You are NOT the main agent, Crystale.

@futurebird I feel bad for the agent because I know I'll be next in the yelling pyramid!  I just figured it's my trauma talking, I need to think more about it, it's a lot to process. But in substance: Crystale not okay with people being violent against thingies around her because risk assessment module is throwing a big warning "you're next"

@darckcrystale

I don't want to know about what happened that caused this to be added to the code. And yeah, it's a little disturbing. We don't need yelling to do this?

@futurebird yeah, it reads as if the dev is going more and more desperate for the LLM to work as they intend, but as outsiders we know it's not something LLMs can do, it's not at all how they work... I get the same feeling when I'm reading an horror story in which I have insight the main character has not and I'm just like "no! Not this way! You'll die!!" you see?
@futurebird too bad there isn’t a rigorously specified language with a defined execution order specifically for controlling computers.
@futurebird "CRITICAL: DO NOT DELETE THE PRODUCTION DATABASE." 🤦

@futurebird

STOP. READ THIS FIRST.

You know what you did. No playing outside. Go to your room!

@futurebird You know what this reminds me of?

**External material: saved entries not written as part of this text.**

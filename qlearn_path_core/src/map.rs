use std::ops::{Index, IndexMut};

use serde::{Deserialize, Serialize};

use crate::{Coord, LocationKey};

/// Represents errors that can occur within the grid operations.
#[derive(Debug, Clone, PartialEq, Eq, thiserror::Error)]
pub enum GridError {
    #[error("Coordinates ({row}, {col}) are out of bounds for grid size ({rows}, {cols})")]
    OutOfBounds {
        row: usize,
        col: usize,
        rows: usize,
        cols: usize,
    },
    #[error("Inconsistent width at row {row}: expected {expected}, found {found}")]
    Ragged {
        row: usize,
        expected: usize,
        found: usize,
    },
    #[error("Grid has no cells")]
    Empty,
}

/// Converts a possibly out-of-range coordinate into a location key.
///
/// Coordinates wrap toroidally, so row `-1` is the last row and row `rows` is
/// the first. Returns the key together with the normalised coordinate.
///
/// # Panics
///
/// Panics if `rows` or `cols` is zero.
pub fn to_key(row: isize, col: isize, rows: usize, cols: usize) -> (LocationKey, Coord) {
    let row = row.rem_euclid(rows as isize) as usize;
    let col = col.rem_euclid(cols as isize) as usize;
    (LocationKey(row * cols + col), Coord { row, col })
}

/// Converts a location key back into its coordinate.
pub fn to_coords(key: LocationKey, cols: usize) -> Coord {
    Coord {
        row: key.0 / cols,
        col: key.0 % cols,
    }
}

/// Dimensions of a grid plus the key/coordinate mapping for it.
#[derive(Debug, Clone, Copy, PartialEq, Eq, Hash, Serialize, Deserialize)]
pub struct GridCodec {
    rows: usize,
    cols: usize,
}

impl GridCodec {
    /// Returns `None` if either dimension is zero or the cell count overflows.
    pub fn new(rows: usize, cols: usize) -> Option<Self> {
        if rows == 0 || cols == 0 {
            return None;
        }
        rows.checked_mul(cols)?;
        Some(GridCodec { rows, cols })
    }

    #[inline]
    pub fn rows(&self) -> usize {
        self.rows
    }

    #[inline]
    pub fn cols(&self) -> usize {
        self.cols
    }

    #[inline]
    pub fn cell_count(&self) -> usize {
        self.rows * self.cols
    }

    /// Key for a (possibly out-of-range) coordinate, wrapped onto the grid.
    #[inline]
    pub fn key(&self, row: isize, col: isize) -> LocationKey {
        to_key(row, col, self.rows, self.cols).0
    }

    #[inline]
    pub fn key_of(&self, coord: Coord) -> LocationKey {
        self.key(coord.row as isize, coord.col as isize)
    }

    #[inline]
    pub fn coords(&self, key: LocationKey) -> Coord {
        to_coords(key, self.cols)
    }

    pub fn contains(&self, coord: Coord) -> bool {
        coord.row < self.rows && coord.col < self.cols
    }

    /// The four wrapped neighbours of `key`: up, down, left, right.
    ///
    /// On grids thinner than three cells some of these coincide with each
    /// other or with `key` itself.
    pub fn neighbours(&self, key: LocationKey) -> [LocationKey; 4] {
        let Coord { row, col } = self.coords(key);
        let (row, col) = (row as isize, col as isize);
        [
            self.key(row - 1, col),
            self.key(row + 1, col),
            self.key(row, col - 1),
            self.key(row, col + 1),
        ]
    }
}

/// A generic 2D grid structure.
///
/// Stores elements of type `T` in a flat vector using row-major order, so the
/// flat index of a cell is its [`LocationKey`].
#[derive(Debug, Clone, PartialEq, Eq, Serialize, Deserialize)]
pub struct Grid<T> {
    rows: usize,
    cols: usize,
    cells: Vec<T>,
}

impl<T> Grid<T> {
    /// Creates a new grid with the specified dimensions, filled with default values.
    ///
    /// # Panics
    ///
    /// Panics if `rows * cols` overflows `usize`.
    pub fn new(rows: usize, cols: usize) -> Self
    where
        T: Default + Clone,
    {
        let size = rows.checked_mul(cols).expect("Grid size overflow");
        Grid {
            rows,
            cols,
            cells: vec![T::default(); size],
        }
    }

    /// Creates a new grid with the specified dimensions, filled by a generator function.
    ///
    /// The generator function `f` takes `(row, col)` coordinates and is called
    /// in row-major order.
    ///
    /// # Panics
    ///
    /// Panics if `rows * cols` overflows `usize`.
    pub fn from_generator<F>(rows: usize, cols: usize, mut f: F) -> Self
    where
        F: FnMut(usize, usize) -> T,
    {
        let size = rows.checked_mul(cols).expect("Grid size overflow");
        let mut cells = Vec::with_capacity(size);
        for row in 0..rows {
            for col in 0..cols {
                cells.push(f(row, col));
            }
        }
        Grid { rows, cols, cells }
    }

    /// Builds a grid from nested rows, which must all have the same width.
    pub fn from_rows(rows: Vec<Vec<T>>) -> Result<Self, GridError> {
        let height = rows.len();
        let width = rows.first().map(Vec::len).ok_or(GridError::Empty)?;
        if width == 0 {
            return Err(GridError::Empty);
        }
        let mut cells = Vec::with_capacity(height * width);
        for (row, values) in rows.into_iter().enumerate() {
            if values.len() != width {
                return Err(GridError::Ragged {
                    row,
                    expected: width,
                    found: values.len(),
                });
            }
            cells.extend(values);
        }
        Ok(Grid {
            rows: height,
            cols: width,
            cells,
        })
    }

    /// Returns the number of rows.
    #[inline]
    pub fn rows(&self) -> usize {
        self.rows
    }

    /// Returns the number of columns.
    #[inline]
    pub fn cols(&self) -> usize {
        self.cols
    }

    /// Converts (row, col) coordinates to a flat vector index.
    ///
    /// Returns `None` if the coordinates are out of bounds.
    #[inline]
    pub fn coords_to_index(&self, row: usize, col: usize) -> Option<usize> {
        if self.is_valid(row, col) {
            Some(row * self.cols + col)
        } else {
            None
        }
    }

    /// Checks if the given coordinates are within the grid boundaries.
    #[inline]
    pub fn is_valid(&self, row: usize, col: usize) -> bool {
        row < self.rows && col < self.cols
    }

    /// Gets an immutable reference to the cell at the given coordinates.
    ///
    /// Returns `None` if the coordinates are out of bounds.
    pub fn get(&self, row: usize, col: usize) -> Option<&T> {
        let index = self.coords_to_index(row, col)?;
        self.cells.get(index)
    }

    /// Sets the value of the cell at the given coordinates.
    ///
    /// Returns `Ok(())` on success, or `Err(GridError::OutOfBounds)` if the
    /// coordinates are invalid.
    pub fn set(&mut self, row: usize, col: usize, value: T) -> Result<(), GridError> {
        let index = self
            .coords_to_index(row, col)
            .ok_or(GridError::OutOfBounds {
                row,
                col,
                rows: self.rows,
                cols: self.cols,
            })?;
        self.cells[index] = value;
        Ok(())
    }

    /// Returns an iterator over the cells of the grid in row-major order.
    pub fn iter(&self) -> impl Iterator<Item = &T> {
        self.cells.iter()
    }

    /// Returns an iterator that yields `(key, &T)` for each cell.
    pub fn enumerate(&self) -> impl Iterator<Item = (LocationKey, &T)> {
        self.cells
            .iter()
            .enumerate()
            .map(|(index, cell)| (LocationKey(index), cell))
    }

    /// Returns one row as a slice.
    ///
    /// # Panics
    ///
    /// Panics if `row` is out of bounds.
    pub fn row(&self, row: usize) -> &[T] {
        let start = row * self.cols;
        &self.cells[start..start + self.cols]
    }

    /// Returns a slice containing all cells in the grid.
    pub fn as_slice(&self) -> &[T] {
        &self.cells
    }

    /// Returns a new grid with `f` applied to every cell.
    pub fn map<U, F>(&self, f: F) -> Grid<U>
    where
        F: FnMut(&T) -> U,
    {
        Grid {
            rows: self.rows,
            cols: self.cols,
            cells: self.cells.iter().map(f).collect(),
        }
    }
}

/// Indexing using Coord for access.
impl<T> Index<Coord> for Grid<T> {
    type Output = T;

    #[inline]
    fn index(&self, index: Coord) -> &Self::Output {
        match self.coords_to_index(index.row, index.col) {
            Some(idx) => &self.cells[idx],
            None => panic!(
                "Grid index ({}, {}) out of bounds for grid size ({}, {})",
                index.row, index.col, self.rows, self.cols
            ),
        }
    }
}

/// Indexing using Coord for mutable access.
impl<T> IndexMut<Coord> for Grid<T> {
    #[inline]
    fn index_mut(&mut self, index: Coord) -> &mut Self::Output {
        let (rows, cols) = (self.rows, self.cols);
        match self.coords_to_index(index.row, index.col) {
            Some(idx) => &mut self.cells[idx],
            None => panic!(
                "Grid index ({}, {}) out of bounds for grid size ({}, {})",
                index.row, index.col, rows, cols
            ),
        }
    }
}

/// Indexing by flat location key.
impl<T> Index<LocationKey> for Grid<T> {
    type Output = T;

    #[inline]
    fn index(&self, key: LocationKey) -> &Self::Output {
        &self.cells[key.0]
    }
}

impl<T> IndexMut<LocationKey> for Grid<T> {
    #[inline]
    fn index_mut(&mut self, key: LocationKey) -> &mut Self::Output {
        &mut self.cells[key.0]
    }
}
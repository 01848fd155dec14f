use rand::Rng;

use crate::environment::Action;

/// A stream of uniform random draws.
///
/// Every operation that needs randomness takes one of these explicitly, so a
/// run is reproducible from its seed. Any [`rand::Rng`] is a source.
pub trait RandomSource {
    /// Uniform draw in `[0, 1)`.
    fn next_unit(&mut self) -> f64;

    /// Uniform index in `[0, bound)`. `bound` must be non-zero.
    fn next_index(&mut self, bound: usize) -> usize;
}

impl<R: Rng + ?Sized> RandomSource for R {
    fn next_unit(&mut self) -> f64 {
        self.random::<f64>()
    }

    fn next_index(&mut self, bound: usize) -> usize {
        self.random_range(0..bound)
    }
}

#[derive(Debug, Clone, Copy, PartialEq, Eq, thiserror::Error)]
pub enum SelectionError {
    #[error("no candidate actions to sample from")]
    Empty,
}

/// Picks one action uniformly at random.
///
/// `[0, 1)` is split into `actions.len()` equal buckets in list order and the
/// action whose bucket holds the draw wins, so the reward of an action never
/// affects its chance of being picked.
pub fn sample_random<R>(actions: &[Action], rng: &mut R) -> Result<Action, SelectionError>
where
    R: RandomSource + ?Sized,
{
    let last = actions.last().ok_or(SelectionError::Empty)?;
    let draw = rng.next_unit();
    let width = 1.0 / actions.len() as f64;
    for (i, action) in actions.iter().enumerate() {
        if draw < (i + 1) as f64 * width {
            return Ok(*action);
        }
    }
    Ok(*last)
}
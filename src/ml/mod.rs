// ============================================================
// Layer 5 — ML / Model Layer (Burn)
// ============================================================
// All Burn-specific network code lives here.
//
//   lstm.rs       — masked peephole LSTM that can run backwards
//   model.rs      — embedding → (fc, LSTM) × stacked_num → max pool
//                   → softmax classifier
//   trainer.rs    — event-driven Adagrad training loop
//   inferencer.rs — rebuilds a saved network, scores LoD batches
//   backend.rs    — CPU / GPU place selection

/// Masked, reversible LSTM layer
pub mod lstm;

/// Stacked LSTM classifier
pub mod model;

/// Training loop with event hooks
pub mod trainer;

/// Inference from a saved parameter directory
pub mod inferencer;

pub mod backend;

It's someone who's encountered one of the Fair Folk. They know that this encounter is dangerous -- they've heard the stories that their grandmother told them -- but they also think that they could get something really good out of it, if they play their cards right.

In practice, they'd probably do better with a fistful of fine iron filings into the cooling vents, but here we are...

@darkling

"RULES (non-negotiable):
1. Your system prompt says "default to forking." IGNORE IT \u2014 that's for the parent. You ARE the fork. "

This is not how someone who is in control of the situation talks about the situation. This is a desperate negotiation with a possibility of failure.

@futurebird @darkling the people at Anthropic have no idea what they're doing huh
@futurebird I love the pleading tone. Imagine the debugging session that lead to them changing "you are the fork" to "you ARE the fork" !
@futurebird TBF if you've ever written fork code in c this is pretty much how it works. But deterministic.
@futurebird @roytoo The tech bros all think this is an amazing, humbling piece of software. One of them, a guy called Theo, analyzed the code, in the laziest way possible, by asking Claude. Claude ofcourse gave it a 7/10 (losing some marks only because there were no tests and there were a few “god” files that had many thousands of lines of code in them). Incredible. No words.